Il cardo

ll cardo (Cynara cardunculus altilis), o carciofo selvatico, è un ortaggio invernale di forma simile al sedano, ma apparte- nente alla famiglia dei carciofi. Anche il sapore è simile a quello del carciofo, caratteristico e amarognolo, ma con sfumature che ricordano il sedano.

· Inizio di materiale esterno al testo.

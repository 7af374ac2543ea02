//! PKCE (Proof Key for Code Exchange) verification.
//!
//! Implements `S256` and `plain` code challenges per RFC 7636.

use std::fmt;
use std::str::FromStr;

use base64::Engine;
use base64::engine::general_purpose::URL_SAFE_NO_PAD;
use sha2::{Digest, Sha256};
use subtle::ConstantTimeEq;

use crate::error::PkceError;

/// Minimum verifier length (RFC 7636 §4.1).
pub const MIN_VERIFIER_LEN: usize = 43;
/// Maximum verifier length (RFC 7636 §4.1).
pub const MAX_VERIFIER_LEN: usize = 128;

/// Code challenge method.
#[derive(Debug, Clone, Copy, PartialEq, Eq, Default)]
pub enum PkceMethod {
    #[default]
    S256,
    Plain,
}

impl PkceMethod {
    #[must_use]
    pub const fn as_str(self) -> &'static str {
        match self {
            Self::S256 => "S256",
            Self::Plain => "plain",
        }
    }
}

impl FromStr for PkceMethod {
    type Err = PkceError;

    fn from_str(s: &str) -> Result<Self, Self::Err> {
        match s {
            "S256" => Ok(Self::S256),
            "plain" => Ok(Self::Plain),
            other => Err(PkceError::UnsupportedMethod(other.to_string())),
        }
    }
}

impl fmt::Display for PkceMethod {
    fn fmt(&self, f: &mut fmt::Formatter<'_>) -> fmt::Result {
        f.write_str(self.as_str())
    }
}

/// Compute the code challenge for a verifier.
///
/// `S256` yields `BASE64URL(SHA256(verifier))` without padding; `plain` yields the verifier.
pub fn compute_challenge(code_verifier: &str, method: PkceMethod) -> Result<String, PkceError> {
    let len = code_verifier.chars().count();
    if !(MIN_VERIFIER_LEN..=MAX_VERIFIER_LEN).contains(&len) {
        return Err(PkceError::InvalidVerifier(len));
    }

    Ok(match method {
        PkceMethod::S256 => URL_SAFE_NO_PAD.encode(Sha256::digest(code_verifier.as_bytes())),
        PkceMethod::Plain => code_verifier.to_owned(),
    })
}

/// Verify a code verifier against the challenge stored with the authorization code.
///
/// The comparison runs in constant time. Any error (bad length) is a failed verification.
pub fn verify(code_verifier: &str, stored_challenge: &str, method: PkceMethod) -> bool {
    match compute_challenge(code_verifier, method) {
        Ok(computed) => computed.as_bytes().ct_eq(stored_challenge.as_bytes()).into(),
        Err(e) => {
            tracing::warn!(error = %e, "PKCE verification rejected verifier");
            false
        }
    }
}

#[cfg(test)]
mod tests {
    use super::*;

    // RFC 7636 Appendix B test vector
    const VERIFIER: &str = "dBjftJeZ4CVP-mB92K27uhbUJU1p1r_wW1gFWFOEjXk";
    const CHALLENGE: &str = "E9Melhoa2OwvFrEMTJguCHaoeK1t8URWbuGJSstw-cM";

    #[test]
    fn test_s256_valid() {
        assert_eq!(compute_challenge(VERIFIER, PkceMethod::S256).unwrap(), CHALLENGE);
        assert!(verify(VERIFIER, CHALLENGE, PkceMethod::S256));
    }

    #[test]
    fn test_s256_invalid_challenge() {
        assert!(!verify(VERIFIER, "wrong-challenge", PkceMethod::S256));
    }

    #[test]
    fn test_plain_exact_match() {
        assert!(verify(VERIFIER, VERIFIER, PkceMethod::Plain));
        assert!(!verify(VERIFIER, CHALLENGE, PkceMethod::Plain));
    }

    #[test]
    fn test_verifier_length_bounds() {
        let short = "a".repeat(42);
        let long = "a".repeat(129);
        assert_eq!(compute_challenge(&short, PkceMethod::S256), Err(PkceError::InvalidVerifier(42)));
        assert_eq!(compute_challenge(&long, PkceMethod::Plain), Err(PkceError::InvalidVerifier(129)));
        assert!(compute_challenge(&"a".repeat(43), PkceMethod::S256).is_ok());
        assert!(compute_challenge(&"a".repeat(128), PkceMethod::S256).is_ok());
        // plain with a short verifier still fails even if it equals the challenge
        assert!(!verify(&short, &short, PkceMethod::Plain));
    }

    #[test]
    fn test_method_parse() {
        assert_eq!("S256".parse::<PkceMethod>().unwrap(), PkceMethod::S256);
        assert_eq!("plain".parse::<PkceMethod>().unwrap(), PkceMethod::Plain);
        assert_eq!(
            "s256".parse::<PkceMethod>(),
            Err(PkceError::UnsupportedMethod("s256".to_string()))
        );
    }
}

Il cardo è una pianta erbacea perenne innatura, annuale in coltura. Si distingue dal carciofo per il notevole sviluppo delle coste, che vanno dai 60 ai 150 cm. Giunge a maturazione in inverno ed è reperibile solo in questa stagione. Il cardo è piuttosto duro e di sapore amaro e viene per questo sottoposto a imbiancamento; le piante, cioè, vengono coltivate in assenza di luce e alcune varietà vengono addirittura interrate, piegando la pianta di lato, verso il basso e ricoperta di terra, restando così fino al momento in cui vengono raccolti (quest’ultimo procedimento viene impiegato per la varietà “Gobbo di Monferrato”, l’unica adatta ad essere consumata cruda, in pinzimonio).Non essendo il cardo un ortaggio facile per la sua commestibilità, il gelo è fondamentale: dopo una gelata la consistenza del cardo diventa migliore e più tenera.

Fin dai tempi antichissimi germogli e semi di cardo servivano per produrre il caglio dei formaggi, ma solo nel Cinquecento si hanno le prime testimonianze della sua presenza in cucina, e delle sue tecniche d’imbiancamento.

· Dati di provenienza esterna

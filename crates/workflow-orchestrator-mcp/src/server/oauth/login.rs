//! HTML login page for the interactive authorization step.

/// Name of the cookie carrying the login session token.
pub const SESSION_COOKIE: &str = "demo_session";

/// Render the login page.
///
/// `return_to` is the original `/authorize?...` URL the form posts back with.
/// All values are HTML-escaped.
#[must_use]
pub fn render_login_page(client_name: &str, return_to: &str, error_message: Option<&str>) -> String {
    let error_html = error_message
        .map(|msg| {
            format!(
                r#"<div style="background:#fee;border:1px solid #c00;color:#c00;padding:10px;border-radius:4px;margin-bottom:16px">{}</div>"#,
                html_escape(msg)
            )
        })
        .unwrap_or_default();

    format!(
        r#"<!DOCTYPE html>
<html lang="en">
<head>
<meta charset="utf-8">
<meta name="viewport" content="width=device-width,initial-scale=1">
<title>Sign in - Workflow Orchestrator</title>
<style>
body {{ font-family: -apple-system, BlinkMacSystemFont, "Segoe UI", Roboto, sans-serif; background: #f5f5f5; margin: 0; display: flex; justify-content: center; align-items: center; min-height: 100vh; }}
.card {{ background: #fff; border-radius: 8px; box-shadow: 0 2px 8px rgba(0,0,0,0.1); padding: 32px; max-width: 400px; width: 100%; }}
h1 {{ font-size: 20px; margin: 0 0 8px; color: #333; }}
.subtitle {{ color: #666; font-size: 14px; margin: 0 0 24px; }}
label {{ display: block; font-size: 14px; font-weight: 500; margin: 12px 0 6px; color: #333; }}
input {{ width: 100%; padding: 10px; border: 1px solid #ddd; border-radius: 4px; font-size: 14px; box-sizing: border-box; }}
input:focus {{ outline: none; border-color: #4a90d9; box-shadow: 0 0 0 2px rgba(74,144,217,0.2); }}
button {{ width: 100%; padding: 10px; background: #4a90d9; color: #fff; border: none; border-radius: 4px; font-size: 14px; font-weight: 500; cursor: pointer; margin-top: 16px; }}
button:hover {{ background: #357abd; }}
</style>
</head>
<body>
<div class="card">
<h1>Workflow Orchestrator</h1>
<p class="subtitle"><strong>{client_name}</strong> is requesting access to your tasks</p>
{error_html}
<form method="POST" action="/login">
<input type="hidden" name="return_to" value="{return_to}">
<label for="username">Username</label>
<input type="text" id="username" name="username" autocomplete="username" required autofocus>
<label for="password">Password</label>
<input type="password" id="password" name="password" autocomplete="current-password" required>
<button type="submit">Sign in and approve</button>
</form>
</div>
</body>
</html>"#,
        client_name = html_escape(client_name),
        error_html = error_html,
        return_to = html_escape(return_to),
    )
}

/// Whether `return_to` is a same-origin authorize URL.
#[must_use]
pub fn is_safe_return_to(return_to: &str) -> bool {
    return_to.starts_with("/authorize?")
}

/// Escape HTML special characters.
fn html_escape(s: &str) -> String {
    s.replace('&', "&amp;")
        .replace('<', "&lt;")
        .replace('>', "&gt;")
        .replace('"', "&quot;")
        .replace('\'', "&#x27;")
}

Nel Settecento il rinomato libro di cucina “Il Cuoco Piemontese” cita la ricetta più classica a base di cardi: la bagnacauda), piatto simbolo della gastronomia del Piemonte. Insieme al tartan, il cardo è forse il simbolo che identifica maggiormente gli Scozzesi e oggi lo si vede usato per contraddistinguere come scozzesi una serie di prodotti, servizi e organizzazioni. Una leggenda racconta che un manipolo di guerrieri scozzesi stava per essere sorpreso nel sonno da un gruppo di vichinghi invasori, e si salvarono solo perché uno degli attaccanti mise un piede nudo sopra un cardo selvatico. Le sue grida diedero l’allarme e gli Scozzesi, risvegliati, sconfissero come di dovere i Danesi. In segno di ringraziamento, la pianta fu chiamata Guardian Thistle (cardo protettore) e venne adottata come simbolo della Scozia.

Come scegliere
Quando si acquistano i cardi, bisogna verificare che i gambi siano bianchi e compatti e non devono avere tracce di colore verde, in quanto duri e amari, mentre quelli che tendono ad aprirsi non sono più molto freschi. Vanno scelte quindi piante dal colore chiaro, chiuse e pesanti, prive di macchie, con costole croccanti e larghe.

Come conservare
Il migliore dei metodi è quello di tenerlo appeso. Mondato e sbollentato, si può surgelare. In frigorifero è consigliabile conservarlo in un sacchetto di cellophane in cui avrete praticato dei fori, dopo aver avvolto la base della pianta con un foglio di alluminio. In questo modo può essere conservato in frigorifero nello scomparto della verdura per oltre una settimana.

Proprietà nutrizionali
La pianta è nota nella medicina popolare per le sue virtù benefiche di tonico per il fegato. Non contiene glutine.
Non è sempre ben tollerato da chi è affetto da malattie gastrointestinali. Meglio non consumarlo di sera. 70 gr di prodotto producono 10 kcal.